YOUR OBJECTIVE: Your job is to report every line of the entries that has "Some".

Collected data:
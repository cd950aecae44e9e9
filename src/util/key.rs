use std::fmt;

/// Key of a table entry
///
/// Integer keys order before string keys. Integers compare numerically,
/// strings bytewise.
#[derive(Clone, PartialEq, Eq, Hash, PartialOrd, Ord)]
pub enum Key {
    Int(i64),
    Str(String),
}

impl Key {
    pub fn as_str(&self) -> Option<&str> {
        match self {
            Key::Str(s) => Some(s),
            Key::Int(_) => None,
        }
    }

    pub fn as_int(&self) -> Option<i64> {
        match self {
            Key::Int(i) => Some(*i),
            Key::Str(_) => None,
        }
    }
}

impl From<&str> for Key {
    fn from(s: &str) -> Self {
        Key::Str(s.to_string())
    }
}

impl From<String> for Key {
    fn from(s: String) -> Self {
        Key::Str(s)
    }
}

impl From<&String> for Key {
    fn from(s: &String) -> Self {
        Key::Str(s.clone())
    }
}

impl From<i64> for Key {
    fn from(i: i64) -> Self {
        Key::Int(i)
    }
}

impl From<i32> for Key {
    fn from(i: i32) -> Self {
        Key::Int(i64::from(i))
    }
}

impl From<usize> for Key {
    fn from(i: usize) -> Self {
        Key::Int(i as i64)
    }
}

impl fmt::Debug for Key {
    fn fmt(&self, f: &mut fmt::Formatter<'_>) -> fmt::Result {
        match self {
            Key::Int(i) => write!(f, "Key({i})"),
            Key::Str(s) => write!(f, "Key(\"{s}\")"),
        }
    }
}

impl fmt::Display for Key {
    fn fmt(&self, f: &mut fmt::Formatter<'_>) -> fmt::Result {
        match self {
            Key::Int(i) => write!(f, "{i}"),
            Key::Str(s) => write!(f, "{s}"),
        }
    }
}

#[cfg(test)]
mod tests {
    use super::*;

    #[test]
    fn test_key_creation() {
        assert_eq!(Key::from("hello"), Key::Str("hello".to_string()));
        assert_eq!(Key::from(7i32), Key::Int(7));
        assert_eq!(Key::from(3usize).as_int(), Some(3));
        assert_eq!(Key::from("x").as_str(), Some("x"));
        assert_eq!(Key::from(1i64).as_str(), None);
    }

    #[test]
    fn test_key_compare() {
        assert!(Key::from("abc") < Key::from("abd"));
        assert!(Key::from(2i64) < Key::from(10i64));
        // integers always sort first
        assert!(Key::from(i64::MAX) < Key::from(""));
    }

    #[test]
    fn test_key_format() {
        assert_eq!(Key::from("name").to_string(), "name");
        assert_eq!(Key::from(-4i64).to_string(), "-4");
        assert_eq!(format!("{:?}", Key::from("a")), "Key(\"a\")");
        assert_eq!(format!("{:?}", Key::from(1i64)), "Key(1)");
    }
}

RESULT FOR THIS EXERCISE:
            Key::Str(s) => Some(s),
            Key::Int(i) => Some(*i),
        assert_eq!(Key::from(3usize).as_int(), Some(3));
        assert_eq!(Key::from("x").as_str(), Some("x"));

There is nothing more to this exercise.